Success if defined by the individual that is pursuing it. Unfortunately, too many people settle for less than their full potential and struggle with regrets later in life. I have found that many people do not take the necessary time to identify what success means to them. If you have not defined success for yourself, you will most likely borrow another person’s definition of success and spend your life comparing yourself to them. Here are 5 steps to rethinking success:
1) Spend a lot of time discovering your definition of success. You need to know what makes you feel happy and secure. One person may want to make a certain amount of money while another person’s definition of success is owning a farm and living off the land. If either one of these individuals pursued the other’s definition of success, they would most likely not have a lot of passion and thus never reach that goal. You will fail before you start if you pursue success that you are not passionate about.
2) Accept that you will experience adversity on the path to success. If you think true success is easy and you plan to spend most of your time searching for the path of least resistance, success will continue to elude you. If you expect challenges along the way, you will be less likely to be thrown off track when it occurs. As you get better at this step, you will learn discomfort is necessary to accomplish great things, and you will start pursuing challenges as opposed to just dealing with them as they come.
3) Do not think small. I have met many people that settle for less than their full potential because they don’t believe a higher level of success is possible for them. My family faced a lot of adversity when I was young and as a result I believed that a high level of success was not possible for people like us. Broaden your perspective by reading books, interviewing professionals and becoming a student of the things you enjoy. I enjoyed finance, so I started learning about the most successful people in that field and realized I could take the same steps they took to their success. I could not achieve that success over night, but if I was willing to work hard it was not impossible.
4) Success is much harder on your own. All successful people need others to reach their full potential. Identify your weaknesses and find people that can help you in those areas. For example, one of my weaknesses is processes. I enjoy coming up with the vision and having technical knowledge about subjects, but I don’t want to track paperwork or plan events. I have team members that thrive performing those tasks and as a result I can focus on the larger vision of our company.
5) You do not have to sacrifice everything else in your life to be successful. I have learned that intentional times allow me to accomplish much more in a day than most people. I am laser focused when I am working because I want to be successful in multiple areas of my life. When people find out that I run a successful financial advisory firm, that I have written a book and I get home at 5:30 p.m. on most days to be with my family, they wonder how it is possible. I have the same amount of time in my day as they do, but they can’t seem to figure it out. Make every minute of your day count!
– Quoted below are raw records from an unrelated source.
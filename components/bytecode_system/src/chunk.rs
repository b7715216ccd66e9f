//! Binary chunk format - precompiled prototype serialization
//!
//! Layout:
//!
//! ```text
//! header   "\x1bLua" version(0x54) format(0) "\x19\x93\r\n\x1a\n"
//!          sizeof(Instruction)=4 sizeof(Integer)=8 sizeof(Number)=8
//!          0x5678 as Integer, 370.5 as Number
//! nupvals  byte (upvalue count of the main function)
//! function source, line_defined, last_line_defined, num_params, is_vararg,
//!          max_stack_size, code, constants, upvalues, protos, debug
//! ```
//!
//! Sizes and counts are varints: 7 bits per byte, most significant group
//! first, the final byte flagged with `0x80`. Strings are stored as
//! `size + 1` followed by the bytes, `0` meaning "no string". Fixed-width
//! integers, floats and instructions are little-endian; the sentinel values
//! in the header catch a mismatch.
//!
//! Loading is pure: it builds a [`Prototype`] tree and touches no runtime
//! state, so a rejected chunk cannot leave anything half-installed.

use crate::instruction::Instruction;
use crate::proto::{AbsLineInfo, LocVar, Prototype, UpvalueDesc, VarKind};
use crate::value::{Constant, MAX_SHORT_LEN};
use core_types::variant;
use std::rc::Rc;
use thiserror::Error;

/// First four bytes of every binary chunk.
pub const SIGNATURE: &[u8; 4] = b"\x1bLua";
/// Format version (major * 16 + minor).
pub const VERSION: u8 = 0x54;
/// Official format number.
pub const FORMAT: u8 = 0;
/// Bytes that detect text-mode transfer corruption.
pub const DATA: &[u8; 6] = b"\x19\x93\r\n\x1a\n";
/// Size of an instruction.
pub const INSTRUCTION_SIZE: u8 = 4;
/// Size of an integer.
pub const INTEGER_SIZE: u8 = 8;
/// Size of a float.
pub const NUMBER_SIZE: u8 = 8;
/// Integer sentinel.
pub const CHECK_INTEGER: i64 = 0x5678;
/// Float sentinel.
pub const CHECK_NUMBER: f64 = 370.5;

/// Reasons a binary chunk is rejected.
#[derive(Debug, Clone, PartialEq, Eq, Error)]
pub enum ChunkError {
    /// Input ended early
    #[error("truncated chunk")]
    Truncated,
    /// Signature does not match
    #[error("not a binary chunk")]
    NotBinary,
    /// Version byte does not match
    #[error("version mismatch")]
    VersionMismatch,
    /// Format byte does not match
    #[error("format mismatch")]
    FormatMismatch,
    /// Conversion-detection bytes were altered
    #[error("corrupted chunk")]
    Corrupted,
    /// One of the size bytes does not match
    #[error("{0} size mismatch")]
    SizeMismatch(&'static str),
    /// Integer sentinel does not match
    #[error("integer format mismatch")]
    IntegerFormat,
    /// Float sentinel does not match
    #[error("float format mismatch")]
    FloatFormat,
    /// A varint does not fit its destination
    #[error("integer overflow")]
    IntegerOverflow,
    /// A string constant was recorded as absent
    #[error("bad format for constant string")]
    BadConstantString,
    /// Unknown constant tag
    #[error("bad constant tag {0:#04x}")]
    BadConstantTag(u8),
    /// Unknown upvalue kind
    #[error("bad upvalue kind {0}")]
    BadUpvalueKind(u8),
    /// Instruction with an unknown opcode
    #[error("bad opcode {0} at instruction {1}")]
    BadOpcode(u8, usize),
}

// ============================================================================
// Dump
// ============================================================================

struct DumpState {
    out: Vec<u8>,
    strip: bool,
}

impl DumpState {
    fn byte(&mut self, b: u8) {
        self.out.push(b);
    }

    fn size(&mut self, mut x: usize) {
        let mut buf = [0u8; 10];
        let mut n = 0;
        loop {
            n += 1;
            buf[buf.len() - n] = (x & 0x7f) as u8;
            x >>= 7;
            if x == 0 {
                break;
            }
        }
        let last = buf.len() - 1;
        buf[last] |= 0x80;
        self.out.extend_from_slice(&buf[buf.len() - n..]);
    }

    fn string(&mut self, s: Option<&[u8]>) {
        match s {
            None => self.size(0),
            Some(bytes) => {
                self.size(bytes.len() + 1);
                self.out.extend_from_slice(bytes);
            }
        }
    }

    fn header(&mut self) {
        self.out.extend_from_slice(SIGNATURE);
        self.byte(VERSION);
        self.byte(FORMAT);
        self.out.extend_from_slice(DATA);
        self.byte(INSTRUCTION_SIZE);
        self.byte(INTEGER_SIZE);
        self.byte(NUMBER_SIZE);
        self.out.extend_from_slice(&CHECK_INTEGER.to_le_bytes());
        self.out.extend_from_slice(&CHECK_NUMBER.to_le_bytes());
    }

    fn function(&mut self, f: &Prototype, parent_source: Option<&[u8]>) {
        if self.strip || f.source.as_deref() == parent_source {
            self.string(None);
        } else {
            self.string(f.source.as_deref());
        }
        self.size(f.line_defined as usize);
        self.size(f.last_line_defined as usize);
        self.byte(f.num_params);
        self.byte(f.is_vararg as u8);
        self.byte(f.max_stack_size);

        self.size(f.code.len());
        for i in &f.code {
            self.out.extend_from_slice(&i.0.to_le_bytes());
        }

        self.size(f.constants.len());
        for k in &f.constants {
            self.byte(k.variant_tag());
            match k {
                Constant::Nil | Constant::Boolean(_) => {}
                Constant::Integer(i) => self.out.extend_from_slice(&i.to_le_bytes()),
                Constant::Float(n) => self.out.extend_from_slice(&n.to_le_bytes()),
                Constant::String(s) => self.string(Some(s)),
            }
        }

        self.size(f.upvalues.len());
        for uv in &f.upvalues {
            self.byte(uv.in_stack as u8);
            self.byte(uv.index);
            self.byte(uv.kind as u8);
        }

        self.size(f.protos.len());
        for p in &f.protos {
            self.function(p, f.source.as_deref());
        }

        self.debug(f);
    }

    fn debug(&mut self, f: &Prototype) {
        let strip = self.strip;
        if strip {
            self.size(0);
        } else {
            self.size(f.line_info.len());
            self.out.extend(f.line_info.iter().map(|&d| d as u8));
        }
        let abs: &[AbsLineInfo] = if strip { &[] } else { &f.abs_line_info };
        self.size(abs.len());
        for entry in abs {
            self.size(entry.pc as usize);
            self.size(entry.line as usize);
        }
        let locals: &[LocVar] = if strip { &[] } else { &f.loc_vars };
        self.size(locals.len());
        for var in locals {
            self.string(Some(&var.name));
            self.size(var.start_pc as usize);
            self.size(var.end_pc as usize);
        }
        let upvalues: &[UpvalueDesc] = if strip { &[] } else { &f.upvalues };
        self.size(upvalues.len());
        for uv in upvalues {
            self.string(uv.name.as_deref());
        }
    }
}

/// Serializes a main-function prototype to a binary chunk.
///
/// With `strip`, debug information (source, lines, locals, upvalue names) is
/// omitted.
pub fn dump(proto: &Prototype, strip: bool) -> Vec<u8> {
    let mut d = DumpState {
        out: Vec::new(),
        strip,
    };
    d.header();
    d.byte(proto.upvalues.len() as u8);
    d.function(proto, None);
    d.out
}

// ============================================================================
// Undump
// ============================================================================

struct LoadState<'a> {
    data: &'a [u8],
    pos: usize,
}

impl<'a> LoadState<'a> {
    fn block(&mut self, n: usize) -> Result<&'a [u8], ChunkError> {
        let end = self.pos.checked_add(n).ok_or(ChunkError::Truncated)?;
        let slice = self.data.get(self.pos..end).ok_or(ChunkError::Truncated)?;
        self.pos = end;
        Ok(slice)
    }

    fn byte(&mut self) -> Result<u8, ChunkError> {
        Ok(self.block(1)?[0])
    }

    fn unsigned(&mut self, limit: usize) -> Result<usize, ChunkError> {
        let limit = limit >> 7;
        let mut x = 0usize;
        loop {
            let b = self.byte()?;
            if x >= limit {
                return Err(ChunkError::IntegerOverflow);
            }
            x = (x << 7) | (b & 0x7f) as usize;
            if b & 0x80 != 0 {
                return Ok(x);
            }
        }
    }

    fn size(&mut self) -> Result<usize, ChunkError> {
        self.unsigned(usize::MAX)
    }

    fn int(&mut self) -> Result<u32, ChunkError> {
        Ok(self.unsigned(i32::MAX as usize)? as u32)
    }

    fn count(&mut self) -> Result<usize, ChunkError> {
        let n = self.int()? as usize;
        if n > self.data.len() - self.pos {
            return Err(ChunkError::Truncated);
        }
        Ok(n)
    }

    fn integer(&mut self) -> Result<i64, ChunkError> {
        let mut bytes = [0u8; 8];
        bytes.copy_from_slice(self.block(8)?);
        Ok(i64::from_le_bytes(bytes))
    }

    fn number(&mut self) -> Result<f64, ChunkError> {
        let mut bytes = [0u8; 8];
        bytes.copy_from_slice(self.block(8)?);
        Ok(f64::from_le_bytes(bytes))
    }

    fn string(&mut self) -> Result<Option<Vec<u8>>, ChunkError> {
        let size = self.size()?;
        if size == 0 {
            return Ok(None);
        }
        Ok(Some(self.block(size - 1)?.to_vec()))
    }

    fn literal(&mut self, expected: &[u8], err: ChunkError) -> Result<(), ChunkError> {
        if self.block(expected.len())? != expected {
            return Err(err);
        }
        Ok(())
    }

    fn check_size(&mut self, expected: u8, what: &'static str) -> Result<(), ChunkError> {
        if self.byte()? != expected {
            return Err(ChunkError::SizeMismatch(what));
        }
        Ok(())
    }

    fn header(&mut self) -> Result<(), ChunkError> {
        self.literal(SIGNATURE, ChunkError::NotBinary)?;
        if self.byte()? != VERSION {
            return Err(ChunkError::VersionMismatch);
        }
        if self.byte()? != FORMAT {
            return Err(ChunkError::FormatMismatch);
        }
        self.literal(DATA, ChunkError::Corrupted)?;
        self.check_size(INSTRUCTION_SIZE, "Instruction")?;
        self.check_size(INTEGER_SIZE, "lua_Integer")?;
        self.check_size(NUMBER_SIZE, "lua_Number")?;
        if self.integer()? != CHECK_INTEGER {
            return Err(ChunkError::IntegerFormat);
        }
        if self.number()? != CHECK_NUMBER {
            return Err(ChunkError::FloatFormat);
        }
        Ok(())
    }

    fn function(&mut self, parent_source: Option<&[u8]>) -> Result<Prototype, ChunkError> {
        let mut f = Prototype::new();
        f.source = self.string()?.or_else(|| parent_source.map(<[u8]>::to_vec));
        f.line_defined = self.int()?;
        f.last_line_defined = self.int()?;
        f.num_params = self.byte()?;
        f.is_vararg = self.byte()? != 0;
        f.max_stack_size = self.byte()?;

        let n = self.count()?;
        f.code.reserve(n);
        for pc in 0..n {
            let mut raw = [0u8; 4];
            raw.copy_from_slice(self.block(4)?);
            let instruction = Instruction(u32::from_le_bytes(raw));
            if instruction.opcode().is_none() {
                return Err(ChunkError::BadOpcode(instruction.raw_opcode(), pc));
            }
            f.code.push(instruction);
        }

        let n = self.count()?;
        f.constants.reserve(n);
        for _ in 0..n {
            let tag = self.byte()?;
            let constant = match tag {
                variant::NIL => Constant::Nil,
                variant::FALSE => Constant::Boolean(false),
                variant::TRUE => Constant::Boolean(true),
                variant::FLOAT => Constant::Float(self.number()?),
                variant::INTEGER => Constant::Integer(self.integer()?),
                variant::SHORT_STRING | variant::LONG_STRING => {
                    let s = self.string()?.ok_or(ChunkError::BadConstantString)?;
                    if tag == variant::SHORT_STRING && s.len() > MAX_SHORT_LEN {
                        return Err(ChunkError::BadConstantString);
                    }
                    Constant::String(s)
                }
                other => return Err(ChunkError::BadConstantTag(other)),
            };
            f.constants.push(constant);
        }

        let n = self.count()?;
        f.upvalues.reserve(n);
        for _ in 0..n {
            let in_stack = self.byte()? != 0;
            let index = self.byte()?;
            let raw_kind = self.byte()?;
            let kind = VarKind::from_u8(raw_kind).ok_or(ChunkError::BadUpvalueKind(raw_kind))?;
            f.upvalues.push(UpvalueDesc {
                name: None,
                in_stack,
                index,
                kind,
            });
        }

        let n = self.count()?;
        f.protos.reserve(n);
        for _ in 0..n {
            let child = self.function(f.source.as_deref())?;
            f.protos.push(Rc::new(child));
        }

        self.debug(&mut f)?;
        Ok(f)
    }

    fn debug(&mut self, f: &mut Prototype) -> Result<(), ChunkError> {
        let n = self.count()?;
        f.line_info = self.block(n)?.iter().map(|&b| b as i8).collect();

        let n = self.count()?;
        f.abs_line_info.reserve(n);
        for _ in 0..n {
            let pc = self.int()?;
            let line = self.int()?;
            f.abs_line_info.push(AbsLineInfo { pc, line });
        }

        let n = self.count()?;
        f.loc_vars.reserve(n);
        for _ in 0..n {
            let name = self.string()?.unwrap_or_default();
            let start_pc = self.int()?;
            let end_pc = self.int()?;
            f.loc_vars.push(LocVar {
                name,
                start_pc,
                end_pc,
            });
        }

        let n = self.count()?;
        for i in 0..n {
            let name = self.string()?;
            if let Some(uv) = f.upvalues.get_mut(i) {
                uv.name = name;
            }
        }
        Ok(())
    }
}

/// Parses a binary chunk into its main prototype.
///
/// # Examples
///
/// ```
/// use bytecode_system::{chunk, ProtoBuilder};
///
/// let proto = ProtoBuilder::main("=demo").build();
/// let bytes = chunk::dump(&proto, false);
/// let loaded = chunk::undump(&bytes).unwrap();
/// assert_eq!(loaded.code, proto.code);
///
/// let mut bad = bytes.clone();
/// bad[12] = 8; // instruction size byte
/// assert!(chunk::undump(&bad).is_err());
/// ```
pub fn undump(data: &[u8]) -> Result<Prototype, ChunkError> {
    let mut s = LoadState { data, pos: 0 };
    s.header()?;
    let _nupvalues = s.byte()?;
    s.function(None)
}

/// Whether `data` starts like a binary chunk (first signature byte).
pub fn is_binary(data: &[u8]) -> bool {
    data.first() == Some(&SIGNATURE[0])
}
STEN MORGAN graduated from Linfield College in Oregon with a bachelor’s degree in finance and economics. In college, he interned at Northwestern Mutual selling life insurance and quickly rose to the top 10 percent of the group. After college, Morgan applied for his dream job at an investment firm and was hired on the spot. A prodigious student of the financial industry, Morgan earned his investment licenses in record time. After a few years, he decided it was time to build his own financial practice, Legacy Investment Planning. “The Seven Mindsets of Success” is his first book. Learn more at www.stenmorgan.com
You’ve read 5 Steps to Rethinking Success, originally posted on Pick the Brain | Motivation and Self Improvement. If you’ve enjoyed this, please visit our site for more inspirational articles.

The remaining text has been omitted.